▶ _Prompt_
Only the lines from the top of the data through the one with "database: documents are" are to be written out, each exactly as it stands.

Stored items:
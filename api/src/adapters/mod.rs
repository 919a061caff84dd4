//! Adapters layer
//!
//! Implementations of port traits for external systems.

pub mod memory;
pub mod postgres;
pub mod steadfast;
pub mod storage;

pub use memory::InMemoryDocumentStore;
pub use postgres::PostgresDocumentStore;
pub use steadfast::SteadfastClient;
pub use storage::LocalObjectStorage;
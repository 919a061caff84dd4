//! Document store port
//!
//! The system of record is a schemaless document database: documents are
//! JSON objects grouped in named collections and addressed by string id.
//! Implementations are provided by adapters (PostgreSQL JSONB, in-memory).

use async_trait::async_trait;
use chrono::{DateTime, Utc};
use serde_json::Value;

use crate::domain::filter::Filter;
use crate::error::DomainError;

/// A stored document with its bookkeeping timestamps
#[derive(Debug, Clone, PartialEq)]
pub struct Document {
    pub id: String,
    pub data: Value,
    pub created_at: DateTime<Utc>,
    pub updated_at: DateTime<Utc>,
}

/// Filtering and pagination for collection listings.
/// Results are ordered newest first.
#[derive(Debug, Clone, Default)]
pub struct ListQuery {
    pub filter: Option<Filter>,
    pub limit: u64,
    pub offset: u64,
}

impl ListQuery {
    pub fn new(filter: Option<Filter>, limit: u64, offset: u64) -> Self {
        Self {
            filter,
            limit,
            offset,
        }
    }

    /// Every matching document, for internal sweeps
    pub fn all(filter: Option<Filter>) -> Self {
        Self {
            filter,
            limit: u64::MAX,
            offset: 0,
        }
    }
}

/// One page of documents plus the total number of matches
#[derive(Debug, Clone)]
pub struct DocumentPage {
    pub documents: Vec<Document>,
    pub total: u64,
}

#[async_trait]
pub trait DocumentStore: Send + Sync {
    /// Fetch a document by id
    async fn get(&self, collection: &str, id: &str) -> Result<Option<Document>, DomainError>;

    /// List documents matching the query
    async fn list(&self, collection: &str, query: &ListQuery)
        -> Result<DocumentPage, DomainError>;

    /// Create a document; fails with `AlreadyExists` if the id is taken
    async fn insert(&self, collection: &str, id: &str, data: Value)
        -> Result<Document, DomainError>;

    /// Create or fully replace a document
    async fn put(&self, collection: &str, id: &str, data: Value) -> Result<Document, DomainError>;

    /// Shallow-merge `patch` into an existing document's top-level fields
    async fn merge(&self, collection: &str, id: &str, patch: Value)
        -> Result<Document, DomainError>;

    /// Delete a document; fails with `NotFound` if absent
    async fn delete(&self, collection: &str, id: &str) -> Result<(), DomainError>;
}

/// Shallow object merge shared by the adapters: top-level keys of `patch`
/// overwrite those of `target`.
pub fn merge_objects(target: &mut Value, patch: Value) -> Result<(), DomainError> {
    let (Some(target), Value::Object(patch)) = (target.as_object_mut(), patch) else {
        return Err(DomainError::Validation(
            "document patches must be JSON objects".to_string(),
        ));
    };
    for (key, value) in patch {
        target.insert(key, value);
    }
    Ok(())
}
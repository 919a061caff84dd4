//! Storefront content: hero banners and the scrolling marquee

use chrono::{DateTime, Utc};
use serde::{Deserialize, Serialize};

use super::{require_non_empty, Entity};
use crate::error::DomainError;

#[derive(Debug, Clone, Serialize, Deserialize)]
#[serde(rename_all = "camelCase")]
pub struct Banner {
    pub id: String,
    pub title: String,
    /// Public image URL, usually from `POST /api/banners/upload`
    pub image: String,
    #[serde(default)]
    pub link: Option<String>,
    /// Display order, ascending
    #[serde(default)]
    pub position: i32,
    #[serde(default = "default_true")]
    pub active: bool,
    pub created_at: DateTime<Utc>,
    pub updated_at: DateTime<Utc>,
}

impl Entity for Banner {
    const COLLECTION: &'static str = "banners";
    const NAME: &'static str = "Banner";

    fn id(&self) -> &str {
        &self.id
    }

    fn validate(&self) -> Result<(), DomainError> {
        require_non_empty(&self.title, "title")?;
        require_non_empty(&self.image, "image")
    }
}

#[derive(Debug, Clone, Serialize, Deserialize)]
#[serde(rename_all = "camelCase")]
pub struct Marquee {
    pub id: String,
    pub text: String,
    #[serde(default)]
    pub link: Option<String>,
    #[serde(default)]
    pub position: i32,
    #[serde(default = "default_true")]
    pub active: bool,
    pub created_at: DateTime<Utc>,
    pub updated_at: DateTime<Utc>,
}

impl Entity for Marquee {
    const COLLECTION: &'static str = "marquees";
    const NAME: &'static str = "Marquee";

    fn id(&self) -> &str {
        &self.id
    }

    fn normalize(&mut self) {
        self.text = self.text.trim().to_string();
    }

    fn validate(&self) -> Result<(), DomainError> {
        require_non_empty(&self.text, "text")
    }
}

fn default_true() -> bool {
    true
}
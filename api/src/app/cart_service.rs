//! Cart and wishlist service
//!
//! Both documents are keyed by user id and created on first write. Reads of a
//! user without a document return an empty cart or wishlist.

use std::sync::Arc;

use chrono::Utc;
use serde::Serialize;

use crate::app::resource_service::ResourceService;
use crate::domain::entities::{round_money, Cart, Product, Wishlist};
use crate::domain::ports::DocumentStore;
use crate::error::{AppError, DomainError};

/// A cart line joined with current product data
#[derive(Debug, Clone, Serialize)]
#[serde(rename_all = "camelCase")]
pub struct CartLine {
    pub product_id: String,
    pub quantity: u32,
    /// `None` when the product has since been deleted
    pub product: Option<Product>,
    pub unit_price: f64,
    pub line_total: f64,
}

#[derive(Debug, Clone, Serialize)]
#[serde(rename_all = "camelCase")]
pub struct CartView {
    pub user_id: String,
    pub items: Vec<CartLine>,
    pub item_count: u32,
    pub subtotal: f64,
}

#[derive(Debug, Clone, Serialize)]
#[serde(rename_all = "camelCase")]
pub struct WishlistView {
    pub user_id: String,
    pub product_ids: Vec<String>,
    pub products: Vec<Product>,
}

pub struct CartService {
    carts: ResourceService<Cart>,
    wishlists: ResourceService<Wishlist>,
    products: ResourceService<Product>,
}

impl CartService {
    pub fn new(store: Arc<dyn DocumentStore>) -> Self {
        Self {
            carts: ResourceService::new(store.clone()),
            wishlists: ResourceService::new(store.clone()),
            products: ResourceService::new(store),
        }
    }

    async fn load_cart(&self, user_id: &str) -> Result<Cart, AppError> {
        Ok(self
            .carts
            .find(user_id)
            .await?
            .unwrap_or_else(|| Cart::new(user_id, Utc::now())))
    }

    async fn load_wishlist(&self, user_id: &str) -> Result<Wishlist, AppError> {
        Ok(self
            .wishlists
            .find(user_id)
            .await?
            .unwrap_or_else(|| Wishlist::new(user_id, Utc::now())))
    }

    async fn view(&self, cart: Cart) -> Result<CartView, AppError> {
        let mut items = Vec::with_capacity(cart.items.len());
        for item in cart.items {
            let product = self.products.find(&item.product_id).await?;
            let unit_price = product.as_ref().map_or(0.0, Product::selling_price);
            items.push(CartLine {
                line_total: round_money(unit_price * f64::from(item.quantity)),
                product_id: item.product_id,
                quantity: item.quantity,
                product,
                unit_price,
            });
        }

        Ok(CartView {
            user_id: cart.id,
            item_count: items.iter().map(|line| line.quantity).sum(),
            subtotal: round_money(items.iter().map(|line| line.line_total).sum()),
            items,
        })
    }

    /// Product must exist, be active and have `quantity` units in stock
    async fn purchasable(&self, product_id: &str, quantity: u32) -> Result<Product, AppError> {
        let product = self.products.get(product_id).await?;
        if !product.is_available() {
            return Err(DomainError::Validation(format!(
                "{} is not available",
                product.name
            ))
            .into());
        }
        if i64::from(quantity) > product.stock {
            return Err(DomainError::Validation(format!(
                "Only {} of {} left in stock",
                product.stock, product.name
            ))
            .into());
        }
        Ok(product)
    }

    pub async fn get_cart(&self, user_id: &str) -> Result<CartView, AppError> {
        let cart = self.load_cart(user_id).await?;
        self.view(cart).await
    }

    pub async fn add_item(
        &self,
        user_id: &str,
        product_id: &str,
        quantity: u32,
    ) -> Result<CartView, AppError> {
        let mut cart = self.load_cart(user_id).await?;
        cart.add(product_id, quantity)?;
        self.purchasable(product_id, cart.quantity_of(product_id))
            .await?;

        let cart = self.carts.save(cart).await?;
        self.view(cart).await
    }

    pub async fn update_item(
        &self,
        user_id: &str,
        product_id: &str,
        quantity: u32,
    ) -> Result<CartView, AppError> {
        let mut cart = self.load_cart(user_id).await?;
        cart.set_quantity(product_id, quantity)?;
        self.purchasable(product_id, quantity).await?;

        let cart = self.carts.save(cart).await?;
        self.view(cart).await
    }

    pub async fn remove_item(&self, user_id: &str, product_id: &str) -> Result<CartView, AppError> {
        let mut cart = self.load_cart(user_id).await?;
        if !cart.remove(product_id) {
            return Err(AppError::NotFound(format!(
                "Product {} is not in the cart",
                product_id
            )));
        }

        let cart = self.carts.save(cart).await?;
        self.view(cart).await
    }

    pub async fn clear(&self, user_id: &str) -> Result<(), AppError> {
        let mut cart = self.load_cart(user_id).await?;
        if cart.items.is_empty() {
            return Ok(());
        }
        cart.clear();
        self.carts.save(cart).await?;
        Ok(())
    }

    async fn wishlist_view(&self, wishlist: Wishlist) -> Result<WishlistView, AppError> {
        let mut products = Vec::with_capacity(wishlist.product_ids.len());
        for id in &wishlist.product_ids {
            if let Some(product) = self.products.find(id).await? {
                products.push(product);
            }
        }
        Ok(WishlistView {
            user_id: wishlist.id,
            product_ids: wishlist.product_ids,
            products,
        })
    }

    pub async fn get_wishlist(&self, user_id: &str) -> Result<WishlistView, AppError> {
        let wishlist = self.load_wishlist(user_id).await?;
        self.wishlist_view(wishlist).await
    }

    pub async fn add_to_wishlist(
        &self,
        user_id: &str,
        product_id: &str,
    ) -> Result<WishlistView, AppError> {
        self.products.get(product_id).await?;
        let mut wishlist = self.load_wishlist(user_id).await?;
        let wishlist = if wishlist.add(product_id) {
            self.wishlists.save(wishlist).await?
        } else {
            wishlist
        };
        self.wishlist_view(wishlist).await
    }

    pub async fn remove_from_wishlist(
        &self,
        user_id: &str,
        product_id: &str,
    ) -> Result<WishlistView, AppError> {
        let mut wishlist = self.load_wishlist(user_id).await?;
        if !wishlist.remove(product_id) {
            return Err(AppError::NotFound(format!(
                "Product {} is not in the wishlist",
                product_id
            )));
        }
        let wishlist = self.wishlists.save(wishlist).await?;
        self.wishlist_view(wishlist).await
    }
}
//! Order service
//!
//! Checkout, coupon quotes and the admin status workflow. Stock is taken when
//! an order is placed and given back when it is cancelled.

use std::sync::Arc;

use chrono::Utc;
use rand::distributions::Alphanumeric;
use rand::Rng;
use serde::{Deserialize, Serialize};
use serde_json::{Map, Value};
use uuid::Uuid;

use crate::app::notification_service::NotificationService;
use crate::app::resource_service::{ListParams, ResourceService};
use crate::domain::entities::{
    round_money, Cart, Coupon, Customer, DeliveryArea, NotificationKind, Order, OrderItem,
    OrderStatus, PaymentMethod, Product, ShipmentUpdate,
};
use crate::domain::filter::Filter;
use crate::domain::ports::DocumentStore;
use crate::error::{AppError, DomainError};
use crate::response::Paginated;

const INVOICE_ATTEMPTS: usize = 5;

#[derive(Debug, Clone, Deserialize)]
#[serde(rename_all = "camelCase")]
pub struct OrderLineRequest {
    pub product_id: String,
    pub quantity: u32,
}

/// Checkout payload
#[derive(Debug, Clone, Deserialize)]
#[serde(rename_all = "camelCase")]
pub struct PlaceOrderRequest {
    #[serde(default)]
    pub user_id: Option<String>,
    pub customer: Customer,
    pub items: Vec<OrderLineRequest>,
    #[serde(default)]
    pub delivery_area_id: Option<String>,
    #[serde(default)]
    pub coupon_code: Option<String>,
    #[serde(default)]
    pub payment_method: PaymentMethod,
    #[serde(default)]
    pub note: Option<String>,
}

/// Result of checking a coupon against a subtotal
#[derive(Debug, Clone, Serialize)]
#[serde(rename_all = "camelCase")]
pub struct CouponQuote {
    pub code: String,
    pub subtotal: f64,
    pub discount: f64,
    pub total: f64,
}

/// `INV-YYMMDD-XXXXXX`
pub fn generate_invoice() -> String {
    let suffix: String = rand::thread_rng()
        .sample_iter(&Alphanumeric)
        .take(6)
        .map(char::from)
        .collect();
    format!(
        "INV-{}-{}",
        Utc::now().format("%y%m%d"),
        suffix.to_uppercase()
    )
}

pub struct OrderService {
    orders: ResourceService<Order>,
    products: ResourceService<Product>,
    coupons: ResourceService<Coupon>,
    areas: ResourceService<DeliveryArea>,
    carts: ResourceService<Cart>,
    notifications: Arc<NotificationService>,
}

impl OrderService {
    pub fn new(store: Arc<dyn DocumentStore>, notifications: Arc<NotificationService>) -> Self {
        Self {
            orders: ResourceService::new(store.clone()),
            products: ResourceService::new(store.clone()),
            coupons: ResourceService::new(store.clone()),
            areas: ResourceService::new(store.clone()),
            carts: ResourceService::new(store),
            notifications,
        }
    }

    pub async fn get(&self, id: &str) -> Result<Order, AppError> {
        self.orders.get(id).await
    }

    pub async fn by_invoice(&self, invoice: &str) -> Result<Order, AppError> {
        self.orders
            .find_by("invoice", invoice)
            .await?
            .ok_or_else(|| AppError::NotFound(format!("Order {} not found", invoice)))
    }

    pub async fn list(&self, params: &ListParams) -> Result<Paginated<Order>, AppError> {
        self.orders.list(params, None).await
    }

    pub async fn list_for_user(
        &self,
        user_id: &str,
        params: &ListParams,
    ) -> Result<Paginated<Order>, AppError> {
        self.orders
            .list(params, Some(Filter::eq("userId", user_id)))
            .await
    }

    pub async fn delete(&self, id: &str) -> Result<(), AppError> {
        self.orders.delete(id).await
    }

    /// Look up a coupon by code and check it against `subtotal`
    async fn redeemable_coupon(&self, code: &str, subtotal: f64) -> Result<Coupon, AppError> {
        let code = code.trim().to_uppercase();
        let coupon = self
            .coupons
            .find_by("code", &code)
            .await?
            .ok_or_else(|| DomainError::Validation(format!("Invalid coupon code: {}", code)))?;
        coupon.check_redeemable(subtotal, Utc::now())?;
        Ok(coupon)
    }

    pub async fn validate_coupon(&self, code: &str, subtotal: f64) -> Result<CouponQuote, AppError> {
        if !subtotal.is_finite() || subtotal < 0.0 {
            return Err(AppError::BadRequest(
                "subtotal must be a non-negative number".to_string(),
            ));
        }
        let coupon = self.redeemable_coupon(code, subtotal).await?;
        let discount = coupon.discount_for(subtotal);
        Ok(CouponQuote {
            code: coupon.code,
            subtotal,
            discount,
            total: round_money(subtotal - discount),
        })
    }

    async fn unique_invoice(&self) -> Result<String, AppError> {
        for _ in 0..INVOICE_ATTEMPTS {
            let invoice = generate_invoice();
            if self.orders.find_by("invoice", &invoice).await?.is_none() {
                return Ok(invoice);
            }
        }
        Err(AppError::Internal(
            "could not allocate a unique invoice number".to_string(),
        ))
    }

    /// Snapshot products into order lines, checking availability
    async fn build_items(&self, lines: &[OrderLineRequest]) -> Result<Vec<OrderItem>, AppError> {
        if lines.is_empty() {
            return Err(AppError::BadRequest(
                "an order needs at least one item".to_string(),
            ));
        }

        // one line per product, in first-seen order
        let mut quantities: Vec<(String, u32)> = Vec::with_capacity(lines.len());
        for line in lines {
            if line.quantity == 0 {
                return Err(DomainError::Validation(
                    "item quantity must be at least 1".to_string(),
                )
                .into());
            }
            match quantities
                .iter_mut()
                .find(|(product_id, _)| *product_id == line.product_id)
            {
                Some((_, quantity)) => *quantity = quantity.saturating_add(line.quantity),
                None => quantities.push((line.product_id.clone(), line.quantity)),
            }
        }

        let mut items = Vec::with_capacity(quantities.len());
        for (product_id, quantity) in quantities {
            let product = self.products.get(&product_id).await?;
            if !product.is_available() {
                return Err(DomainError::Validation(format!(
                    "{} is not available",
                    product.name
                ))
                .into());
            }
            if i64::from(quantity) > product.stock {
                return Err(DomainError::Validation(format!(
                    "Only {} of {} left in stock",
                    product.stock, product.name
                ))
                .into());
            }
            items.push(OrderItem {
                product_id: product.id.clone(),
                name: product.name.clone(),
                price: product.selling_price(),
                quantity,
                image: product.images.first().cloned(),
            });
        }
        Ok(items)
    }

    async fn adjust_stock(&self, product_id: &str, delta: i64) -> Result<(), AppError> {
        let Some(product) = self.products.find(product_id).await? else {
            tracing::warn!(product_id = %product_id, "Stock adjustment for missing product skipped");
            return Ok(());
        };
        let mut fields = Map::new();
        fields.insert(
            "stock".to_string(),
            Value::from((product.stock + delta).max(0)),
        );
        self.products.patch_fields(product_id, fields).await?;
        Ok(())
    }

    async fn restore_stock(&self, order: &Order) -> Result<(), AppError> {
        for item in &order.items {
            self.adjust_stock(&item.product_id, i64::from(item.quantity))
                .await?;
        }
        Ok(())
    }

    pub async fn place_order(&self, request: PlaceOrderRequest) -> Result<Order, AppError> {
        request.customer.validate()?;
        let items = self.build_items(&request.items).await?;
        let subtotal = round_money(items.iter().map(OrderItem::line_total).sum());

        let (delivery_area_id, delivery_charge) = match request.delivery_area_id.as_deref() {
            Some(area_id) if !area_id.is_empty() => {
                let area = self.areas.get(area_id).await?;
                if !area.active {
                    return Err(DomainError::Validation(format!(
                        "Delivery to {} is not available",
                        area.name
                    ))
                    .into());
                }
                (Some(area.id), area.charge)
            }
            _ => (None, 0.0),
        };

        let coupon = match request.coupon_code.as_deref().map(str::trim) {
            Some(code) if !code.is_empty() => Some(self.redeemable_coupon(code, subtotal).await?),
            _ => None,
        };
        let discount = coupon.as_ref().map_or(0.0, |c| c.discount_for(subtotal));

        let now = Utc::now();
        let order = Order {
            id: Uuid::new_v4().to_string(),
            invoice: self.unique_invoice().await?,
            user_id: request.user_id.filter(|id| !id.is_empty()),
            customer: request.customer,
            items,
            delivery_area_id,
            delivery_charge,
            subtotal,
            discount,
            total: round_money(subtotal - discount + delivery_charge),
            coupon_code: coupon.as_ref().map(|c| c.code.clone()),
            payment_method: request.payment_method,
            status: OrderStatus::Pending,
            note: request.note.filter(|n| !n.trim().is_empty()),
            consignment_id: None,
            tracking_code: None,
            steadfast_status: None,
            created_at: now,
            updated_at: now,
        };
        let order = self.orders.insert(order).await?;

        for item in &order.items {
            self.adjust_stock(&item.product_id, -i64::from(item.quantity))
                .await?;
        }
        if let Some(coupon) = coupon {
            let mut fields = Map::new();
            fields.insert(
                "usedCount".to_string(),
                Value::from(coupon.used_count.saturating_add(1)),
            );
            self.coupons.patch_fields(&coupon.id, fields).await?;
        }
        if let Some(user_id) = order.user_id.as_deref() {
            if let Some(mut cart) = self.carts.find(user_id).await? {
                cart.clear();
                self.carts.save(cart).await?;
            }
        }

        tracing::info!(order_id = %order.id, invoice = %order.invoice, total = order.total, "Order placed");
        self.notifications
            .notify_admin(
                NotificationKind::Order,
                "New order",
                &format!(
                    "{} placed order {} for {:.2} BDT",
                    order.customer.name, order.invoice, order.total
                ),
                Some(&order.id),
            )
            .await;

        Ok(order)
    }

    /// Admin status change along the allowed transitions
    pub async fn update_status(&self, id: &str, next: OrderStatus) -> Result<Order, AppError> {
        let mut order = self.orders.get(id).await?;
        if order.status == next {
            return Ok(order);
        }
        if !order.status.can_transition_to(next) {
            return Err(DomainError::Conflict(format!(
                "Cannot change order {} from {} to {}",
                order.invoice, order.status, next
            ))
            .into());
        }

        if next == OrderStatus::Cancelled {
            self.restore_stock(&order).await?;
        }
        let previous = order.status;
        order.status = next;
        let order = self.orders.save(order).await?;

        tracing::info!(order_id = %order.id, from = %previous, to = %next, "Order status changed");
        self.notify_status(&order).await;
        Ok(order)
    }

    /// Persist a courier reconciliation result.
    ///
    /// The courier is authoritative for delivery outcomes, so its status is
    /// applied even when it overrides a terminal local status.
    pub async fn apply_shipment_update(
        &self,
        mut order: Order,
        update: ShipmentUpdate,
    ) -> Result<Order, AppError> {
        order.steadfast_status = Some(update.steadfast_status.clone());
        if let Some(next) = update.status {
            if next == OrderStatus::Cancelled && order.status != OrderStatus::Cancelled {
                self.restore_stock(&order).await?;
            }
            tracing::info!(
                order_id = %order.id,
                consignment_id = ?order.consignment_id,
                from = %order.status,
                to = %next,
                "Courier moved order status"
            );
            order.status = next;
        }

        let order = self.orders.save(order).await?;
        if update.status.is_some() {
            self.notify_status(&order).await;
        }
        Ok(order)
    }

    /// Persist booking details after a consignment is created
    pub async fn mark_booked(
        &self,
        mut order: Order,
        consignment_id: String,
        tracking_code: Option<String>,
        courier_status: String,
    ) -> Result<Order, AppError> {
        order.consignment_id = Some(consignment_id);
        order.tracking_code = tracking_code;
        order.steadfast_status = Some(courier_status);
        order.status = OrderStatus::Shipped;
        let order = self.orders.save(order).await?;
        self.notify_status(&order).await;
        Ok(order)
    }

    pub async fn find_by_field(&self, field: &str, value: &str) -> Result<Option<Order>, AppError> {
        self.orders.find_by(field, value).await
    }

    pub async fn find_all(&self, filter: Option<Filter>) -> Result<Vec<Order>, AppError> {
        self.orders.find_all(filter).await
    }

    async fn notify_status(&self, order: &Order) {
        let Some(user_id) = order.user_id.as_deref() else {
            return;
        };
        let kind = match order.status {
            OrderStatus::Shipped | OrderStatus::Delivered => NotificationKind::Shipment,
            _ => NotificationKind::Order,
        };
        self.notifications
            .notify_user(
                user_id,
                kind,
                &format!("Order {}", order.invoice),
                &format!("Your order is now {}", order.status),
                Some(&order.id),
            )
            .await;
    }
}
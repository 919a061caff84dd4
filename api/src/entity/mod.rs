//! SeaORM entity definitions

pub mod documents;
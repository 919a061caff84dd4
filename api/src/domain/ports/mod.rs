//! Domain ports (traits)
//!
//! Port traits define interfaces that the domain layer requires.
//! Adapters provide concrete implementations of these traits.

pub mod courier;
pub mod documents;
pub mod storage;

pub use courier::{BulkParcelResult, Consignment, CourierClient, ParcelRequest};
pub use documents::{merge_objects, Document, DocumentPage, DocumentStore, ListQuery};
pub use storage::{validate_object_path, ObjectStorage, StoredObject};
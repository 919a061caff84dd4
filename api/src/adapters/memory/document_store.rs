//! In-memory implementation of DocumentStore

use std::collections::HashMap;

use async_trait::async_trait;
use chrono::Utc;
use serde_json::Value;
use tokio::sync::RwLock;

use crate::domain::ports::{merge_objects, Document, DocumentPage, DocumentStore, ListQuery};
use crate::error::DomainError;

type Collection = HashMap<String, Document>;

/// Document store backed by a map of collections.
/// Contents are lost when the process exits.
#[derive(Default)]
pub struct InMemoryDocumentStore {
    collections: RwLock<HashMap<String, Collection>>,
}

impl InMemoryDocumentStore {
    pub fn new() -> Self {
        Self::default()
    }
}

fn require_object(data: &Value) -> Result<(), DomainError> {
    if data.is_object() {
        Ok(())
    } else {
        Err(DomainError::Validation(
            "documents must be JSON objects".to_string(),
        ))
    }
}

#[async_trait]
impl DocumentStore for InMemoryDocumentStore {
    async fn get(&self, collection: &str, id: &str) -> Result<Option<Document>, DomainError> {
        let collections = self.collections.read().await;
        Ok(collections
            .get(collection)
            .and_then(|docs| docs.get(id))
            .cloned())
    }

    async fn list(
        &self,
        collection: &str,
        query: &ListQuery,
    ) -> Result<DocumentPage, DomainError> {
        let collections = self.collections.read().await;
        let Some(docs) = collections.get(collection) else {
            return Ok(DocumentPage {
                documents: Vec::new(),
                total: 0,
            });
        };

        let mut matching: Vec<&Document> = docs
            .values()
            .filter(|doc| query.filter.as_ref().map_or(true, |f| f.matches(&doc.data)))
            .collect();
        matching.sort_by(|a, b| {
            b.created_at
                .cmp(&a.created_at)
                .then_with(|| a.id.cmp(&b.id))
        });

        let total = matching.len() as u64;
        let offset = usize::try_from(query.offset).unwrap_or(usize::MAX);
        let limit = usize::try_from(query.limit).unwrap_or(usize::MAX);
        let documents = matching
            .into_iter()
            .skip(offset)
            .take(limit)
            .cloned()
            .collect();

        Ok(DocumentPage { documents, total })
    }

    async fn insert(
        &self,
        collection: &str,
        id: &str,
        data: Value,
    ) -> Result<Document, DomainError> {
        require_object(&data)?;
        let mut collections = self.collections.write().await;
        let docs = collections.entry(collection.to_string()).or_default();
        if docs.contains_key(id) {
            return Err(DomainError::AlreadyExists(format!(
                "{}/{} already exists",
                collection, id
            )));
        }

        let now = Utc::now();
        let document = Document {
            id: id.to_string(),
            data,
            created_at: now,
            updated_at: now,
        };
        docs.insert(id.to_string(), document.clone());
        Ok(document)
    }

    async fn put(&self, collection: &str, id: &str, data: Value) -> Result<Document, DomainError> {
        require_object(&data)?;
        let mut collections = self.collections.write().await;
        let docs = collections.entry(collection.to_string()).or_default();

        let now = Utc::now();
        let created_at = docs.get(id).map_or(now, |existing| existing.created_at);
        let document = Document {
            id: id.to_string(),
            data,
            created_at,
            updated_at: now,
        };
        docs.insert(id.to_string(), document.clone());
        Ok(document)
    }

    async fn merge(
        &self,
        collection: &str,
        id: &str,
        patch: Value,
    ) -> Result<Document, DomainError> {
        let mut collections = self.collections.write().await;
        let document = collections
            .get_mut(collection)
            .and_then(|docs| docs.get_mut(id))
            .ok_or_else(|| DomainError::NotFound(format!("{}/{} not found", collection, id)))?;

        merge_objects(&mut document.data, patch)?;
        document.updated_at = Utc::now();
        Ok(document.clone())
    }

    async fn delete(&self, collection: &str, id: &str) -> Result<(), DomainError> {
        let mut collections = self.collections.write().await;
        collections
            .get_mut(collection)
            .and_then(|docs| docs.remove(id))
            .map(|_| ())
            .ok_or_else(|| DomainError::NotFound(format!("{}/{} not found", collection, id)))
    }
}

▶ _The completed task_
filename api/src/adapters/mod.rs
repository 919a061caff84dd4
//! Adapters layer
//!
//! Implementations of port traits for external systems.

pub mod memory;
pub mod postgres;
pub mod steadfast;
pub mod storage;

pub use memory::InMemoryDocumentStore;
pub use postgres::PostgresDocumentStore;
pub use steadfast::SteadfastClient;
pub use storage::LocalObjectStorage;
repository 919a061caff84dd4
//! Document store port
//!
//! The system of record is a schemaless document database: documents are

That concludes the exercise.